A mulher que teve depois e que pela qual esteve na prisão, já não a podia suportar. O ferrete do destino adverso está-lhe cravado na alma.
Camilo vai de desgosto em desgosto, de sofrimento em sofrimento, já não sabe o que fazer com o seu filho doido e, a cegueira aproxima-se.
Assim, desesperançado, prevendo o gesto libertador escreve em 22 de Novembro de 1886 um documento que impressiona:
“A minha vida foi tão extraordinariamente infeliz que não podia acabar como a maioria dos desgraçados. Quando se ler este papel, eu estarei gozando a minha primeira hora de repouso. Não deixo nada. Deixo um exemplo”.
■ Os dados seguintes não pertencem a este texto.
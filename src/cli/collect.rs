use crate::{
    config, error, info,
    management::{ArtistUniverseManager, CollectionStateManager},
    pipeline::{self, Collector, CollectorOptions, RetryPolicy},
    success, warning,
};

use super::authorized_client;

/// Collects the artist universe and caches it.
///
/// An interrupted run left on disk is resumed unless `fresh` is set. The
/// collection state is removed once the universe has been cached.
pub async fn collect(fresh: bool, max_retries: Option<u32>) {
    let client = authorized_client().await;
    let store = CollectionStateManager::new();

    let previous = if fresh {
        None
    } else {
        match store.load().await {
            Ok(state) => state,
            Err(e) => error!(
                "Cannot read collection state at {}. Run with --fresh to start over. Err: {}",
                store.path().display(),
                e
            ),
        }
    };

    let options = CollectorOptions::with_delay(config::request_delay());
    let (mut collector, resume) = match previous {
        Some(state) => {
            info!("Resuming collection after stage {}.", state.stage);
            (Collector::with_state(&client, options, state), true)
        }
        None => (Collector::new(&client, options), false),
    };
    collector = collector.persist_to(&store);

    let policy = RetryPolicy {
        max_retries: max_retries.unwrap_or_else(config::max_retries),
        retry_delay: config::retry_delay(),
    };

    let universe = match pipeline::collect(&mut collector, resume, &policy).await {
        Ok(universe) => universe,
        Err(e) => error!(
            "Data collection stopped: {}. Progress is kept in {}.",
            e,
            store.path().display()
        ),
    };

    let artist_mgr = ArtistUniverseManager::new(universe);
    if let Err(e) = artist_mgr.persist().await {
        error!("Failed to cache artists. Err: {}", e);
    }
    success!("Cached {} listened artists.", artist_mgr.count_artists());

    if let Err(e) = store.clear().await {
        warning!("Cannot remove collection state. Err: {}", e);
    }
}
use chrono::Local;
use rand::{SeedableRng, rngs::StdRng};
use tabled::Table;

use crate::{
    config, error, info,
    management::{ArtistUniverseManager, TrackListManager},
    pipeline::{self, SampleOptions},
    spotify::{SpotifyClient, playlist::publish},
    success,
    types::Track,
    utils, warning,
};

use super::authorized_client;

#[derive(Debug, Clone)]
pub struct PlaylistArgs {
    pub length: usize,
    pub exclude_playlist_only: bool,
    pub rounds: u32,
    pub dry_run: bool,
    /// Publish the last sampled track list instead of sampling again.
    pub reuse: bool,
}

pub async fn playlist(args: PlaylistArgs) {
    let client = authorized_client().await;

    let tracks = if args.reuse {
        match TrackListManager::load().await {
            Ok(mgr) => mgr.tracks().to_vec(),
            Err(e) => error!("No sampled track list to reuse. Err: {}", e),
        }
    } else {
        sample_tracks(&client, &args).await
    };

    if tracks.is_empty() {
        warning!("No never-heard track found, nothing to publish.");
        return;
    }

    println!("{}", Table::new(utils::track_table_rows(&tracks)));

    if args.dry_run {
        success!("Sampled {} tracks (dry run, no playlist created).", tracks.len());
        return;
    }

    let name = utils::playlist_name(Local::now());
    let pb = utils::spinner(&format!("Creating playlist {}...", name));
    match publish(&client, &name, &tracks).await {
        Ok((playlist, added)) => {
            pb.finish_and_clear();
            success!(
                "Created playlist {} ({}) with {} tracks.",
                playlist.name,
                playlist.id,
                added
            );
        }
        Err(e) => {
            pb.finish_and_clear();
            error!("Failed to create playlist. Err: {}", e);
        }
    }
}

async fn sample_tracks(client: &SpotifyClient, args: &PlaylistArgs) -> Vec<Track> {
    let artist_mgr = match ArtistUniverseManager::load().await {
        Ok(mgr) => mgr,
        Err(e) => error!("Failed to load artists, run truedisc collect first. Err: {}", e),
    };

    let options = SampleOptions {
        target_length: args.length,
        exclude_playlist_only: args.exclude_playlist_only,
        rounds: args.rounds,
        delay: config::request_delay(),
        ..SampleOptions::default()
    };

    info!("Getting recommendations ...");
    let mut rng = StdRng::from_os_rng();
    let tracks = match pipeline::sample(client, artist_mgr.universe(), &options, &mut rng).await {
        Ok(tracks) => tracks,
        Err(e) => error!("Failed to get recommendations. Err: {}", e),
    };

    let track_mgr = TrackListManager::new(tracks);
    if let Err(e) = track_mgr.persist().await {
        warning!("Cannot cache sampled tracks. Err: {}", e);
    }
    track_mgr.tracks().to_vec()
}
Numa carta dirigida ao Dr. Edmundo Magalhães Machado de quem ouvira boas referências numa derradeira tentativa de procurar algo para a cegueira escreve:
“ Sou o cadáver representante de um nome que teve alguma reputação gloriosa neste país, durante quarenta anos de trabalho. Chamo-me Camilo Castelo Branco e estou cego.”
Porém, a sorte estava já delineada, calmo e sereno Camilo sacou do revólver e disparou sobre o parietal direito. A sua vida já não fazia qualquer sentido para continuação da sua obra.
Nasce em 1890 Mário Sá-Carneiro. No livro “Confissões de Lúcio” escreveu:
“Depois, não me saciam apenas as coisas que possuo, aborrecem-me também as que não tenho, porque, na vida como nos sonhos, são sempre as mesmas. …………….. Gastar o tempo é hoje o único fim da minha existência. Sou um inconstante! Quem tiver a vontade de ler a sua obra, verificará que a mania do suicídio é uma obsessão.
Mário Sá-Carneiro é uma pessoa de uma sensibilidade extrema e doentia. Nasceu não para viver mas para suportar a vida. È uma criatura à parte.
Nas últimas horas, fala de si com desprezo, cinismo mas, também com altivez rejeitando a humanidade, transcende-se a si mesmo.
Fecha-se no seu quarto de Paris, veste o smoking e parte para a viagem derradeira.